Pour les familles des exécutés en 1952, des plaies restent encore ouvertes
En novembre 1952, Prague a été le théâtre de procès politiques considérés comme les plus grands procès monstres organisés dans les années 1950 dans l’Europe communiste. Le dernier supplément Orientace du quotidien Lidové noviny a consacré trois pages au rappel de ces procès à l’issue desquels onze peines capitales et trois peines de prison à vie ont été prononcées, et surtout aux répercussions que ces verdicts ont eues sur les familles des condamnés... Une récente édition du journal a également publié un article évoquant comment la catastrophe de la centrale nucléaire de Tchernobyl en 1986 a touché une équipe de cyclistes tchécoslovaques.
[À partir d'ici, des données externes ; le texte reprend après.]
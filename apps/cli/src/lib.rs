//! # PSF CLI
//!
//! `psf round`, `psf pgtune` and `psf quote`. Commands write their report to
//! the given writer; logs go to stderr.

pub mod args;

pub use crate::args::{Cli, Command, PgtuneArgs, QuoteArgs};

use anyhow::{Context, Result};
use psf::domain::catalog::BenefitId;
use psf::domain::config::{ApiConfig, PgtuneConfig};
use psf::features::pgtune::{TuningProfile, TuningRequest, round_to_four_significant_bits};
use psf::features::sponsorship::{Catalog, Configurator, Toggle};
use psf::kernel::config::load_config;
use std::io::Write;
use std::sync::Arc;

/// Runs one parsed command.
///
/// # Errors
/// Invalid tuning attributes, unreadable config or catalog files, unknown
/// package ids, ineligible benefits, or a failed write.
pub fn run(cli: Cli, out: &mut impl Write) -> Result<()> {
    match cli.command {
        Command::Round { bytes } => writeln!(out, "{}", round_to_four_significant_bits(bytes))?,
        Command::Pgtune(args) => pgtune(args, out)?,
        Command::Quote(args) => quote(args, out)?,
    }
    Ok(())
}

fn pgtune(args: PgtuneArgs, out: &mut impl Write) -> Result<()> {
    let defaults = match &args.config {
        Some(path) => load_config::<ApiConfig>(Some(path))?.pgtune.clone(),
        None => PgtuneConfig::default(),
    };

    let request = TuningRequest {
        db_type: args.db_type,
        max_connections: args.max_connections,
        total_memory: args.total_memory,
        machine: args.machine,
        version: args.version,
    }
    .or_defaults(&defaults);

    let inputs = request.validate()?;
    let profile = TuningProfile::calculate(&inputs);
    tracing::debug!(workload = %inputs.workload, memory_mb = inputs.memory_mb, "Tuning profile computed");

    if args.json {
        serde_json::to_writer_pretty(&mut *out, &profile)?;
        writeln!(out)?;
        return Ok(());
    }

    writeln!(
        out,
        "# {} workload, {}MB memory, PostgreSQL {}",
        inputs.workload, inputs.memory_mb, inputs.version
    )?;
    for (name, value) in profile.settings() {
        writeln!(out, "{name} = {value}")?;
    }
    Ok(())
}

fn quote(args: QuoteArgs, out: &mut impl Write) -> Result<()> {
    let catalog = Catalog::load(&args.catalog)?;
    let mut form = Configurator::with_static_costs(Arc::new(catalog));

    if let Some(package) = &args.package {
        form.select_package(&package.as_str().into())?;
    }

    for id in &args.without {
        let id = BenefitId::from(id.as_str());
        if form.is_selected(&id) {
            form.toggle_benefit(&id)?;
        }
    }

    for id in &args.benefits {
        let id = BenefitId::from(id.as_str());
        if form.is_selected(&id) {
            continue;
        }
        match form.toggle_benefit(&id).with_context(|| format!("Cannot check '{id}'"))? {
            Toggle::Checked { evicted } if !evicted.is_empty() => {
                tracing::info!(benefit = %id, evicted = ?evicted, "Conflicting benefits unchecked");
            },
            Toggle::Ignored => anyhow::bail!("Unknown benefit '{id}'"),
            _ => {},
        }
    }

    if args.json {
        let body = serde_json::json!({ "form": form.form(), "cost": form.cost() });
        serde_json::to_writer_pretty(&mut *out, &body)?;
        writeln!(out)?;
        return Ok(());
    }

    if let Some(package) = form.selected_package() {
        let name = if package.name.is_empty() { package.id.as_str() } else { &package.name };
        writeln!(out, "Package: {name}")?;
    }
    for benefit in form.selected_benefits() {
        let name = if benefit.name.is_empty() { benefit.id.as_str() } else { &benefit.name };
        writeln!(out, "  [x] {name}")?;
    }
    writeln!(out, "{}", form.cost_label())?;
    Ok(())
}
//! Shared string constants (`OpenAPI` tags, UI messages, markers).

pub const SYSTEM_TAG: &str = "System";
pub const SPONSORSHIP_TAG: &str = "Sponsorship";
pub const TUNING_TAG: &str = "Tuning";

/// Shown while an authoritative cost lookup is in flight.
pub const UPDATING_COST_LABEL: &str = "Updating cost...";

/// Shown whenever the selection diverges from a fixed-price package.
pub const CUSTOM_COST_LABEL: &str = "Please submit your customized sponsorship package application \
     and we'll contact you within 2 business days.";

pub const A_LA_CARTE_DISALLOWED: &str = "Cannot add a la carte benefit with the selected package.";
pub const STANDALONE_DISALLOWED: &str =
    "Cannot apply for standalone benefit with the selected package.";
pub const PACKAGE_ONLY_MESSAGE: &str = "Benefit only available as part of a sponsor package";
pub const NO_CAPACITY_MESSAGE: &str = "This benefit is currently at capacity";
pub const NEW_BENEFIT_MESSAGE: &str = "New benefit this year!";

/// Viewports at or below this width render one package column at a time.
pub const DESKTOP_WIDTH_LIMIT: u32 = 1200;
//! # Domain Models
//!
//! This crate contains pure domain types with minimal dependencies (`serde`, `bitflags`).
//! Keep it lean: no I/O, networking, or heavy logic. Just data and simple helpers.

pub mod catalog;
pub mod config;
pub mod constants;
pub mod registry;
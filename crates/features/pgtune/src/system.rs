//! Host facts used when the caller does not supply them.

use crate::error::{TuneError, TuneErrorExt};

/// Total memory of the running host, formatted as `<n>kB`.
#[cfg(target_os = "linux")]
pub fn total_memory() -> Result<String, TuneError> {
    let meminfo = std::fs::read_to_string("/proc/meminfo").context("/proc/meminfo")?;
    parse_meminfo(&meminfo).ok_or_else(|| TuneError::InvalidConfiguration {
        message: "MemTotal missing from /proc/meminfo".into(),
        context: None,
    })
}

/// Total memory of the running host, formatted as `<n>kB`.
#[cfg(not(target_os = "linux"))]
pub fn total_memory() -> Result<String, TuneError> {
    Err(TuneError::InvalidConfiguration {
        message: "total_memory must be provided on this platform".into(),
        context: None,
    })
}

#[cfg_attr(not(target_os = "linux"), allow(dead_code))]
fn parse_meminfo(meminfo: &str) -> Option<String> {
    meminfo.lines().find_map(|line| {
        let rest = line.strip_prefix("MemTotal:")?;
        let kb = rest.trim().strip_suffix("kB")?.trim();
        Some(format!("{kb}kB"))
    })
}

#[cfg(test)]
mod tests {
    use super::parse_meminfo;

    #[test]
    fn reads_mem_total_line() {
        let sample = "MemTotal:       16318220 kB\nMemFree:         1024 kB\n";
        assert_eq!(parse_meminfo(sample).as_deref(), Some("16318220kB"));
        assert_eq!(parse_meminfo("MemFree: 1 kB\n"), None);
    }
}
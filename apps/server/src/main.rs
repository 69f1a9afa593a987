use anyhow::Context;
use psf::domain::config::ApiConfig;
use psf::kernel::config::load_config;
use psf_logger::{LevelFilter, Logger};
use psf_server::Server;

#[tokio::main]
async fn main() -> anyhow::Result<()> {
    let cfg: ApiConfig =
        load_config(None::<&str>).context("Critical: Configuration is malformed")?;

    let level: LevelFilter = cfg.logging.level.parse().context("Invalid logging.level")?;
    let logger = Logger::builder().name(env!("CARGO_PKG_NAME")).level(level).json(cfg.logging.json);
    let _log = match &cfg.logging.path {
        Some(directory) => logger.path(directory).max_files(cfg.logging.max_files).init()?,
        None => logger.init()?,
    };

    Server::builder().config(cfg).build()?.run().await
}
C’est ainsi que l’historien Petr Zídek décrit les derniers moments de la vie des onze hauts responsables communistes de l’époque. Il poursuit :
« L’exécution a mis fin au martyre des condamnés qui avaient subi pendant de longs mois des tortures physiques et psychiques infligées lors des interrogatoires orchestrés par des conseillers soviétiques et à l’issue desquels les prévenus ont fait des aveux fictifs. Une expérience qui n’a toutefois pas empêché certains d’entre eux de rester fidèles à leur doctrine jusqu’au bout et de proclamer encore sous la potence : ‘Vive le parti communiste ! Vive l’Union soviétique ! »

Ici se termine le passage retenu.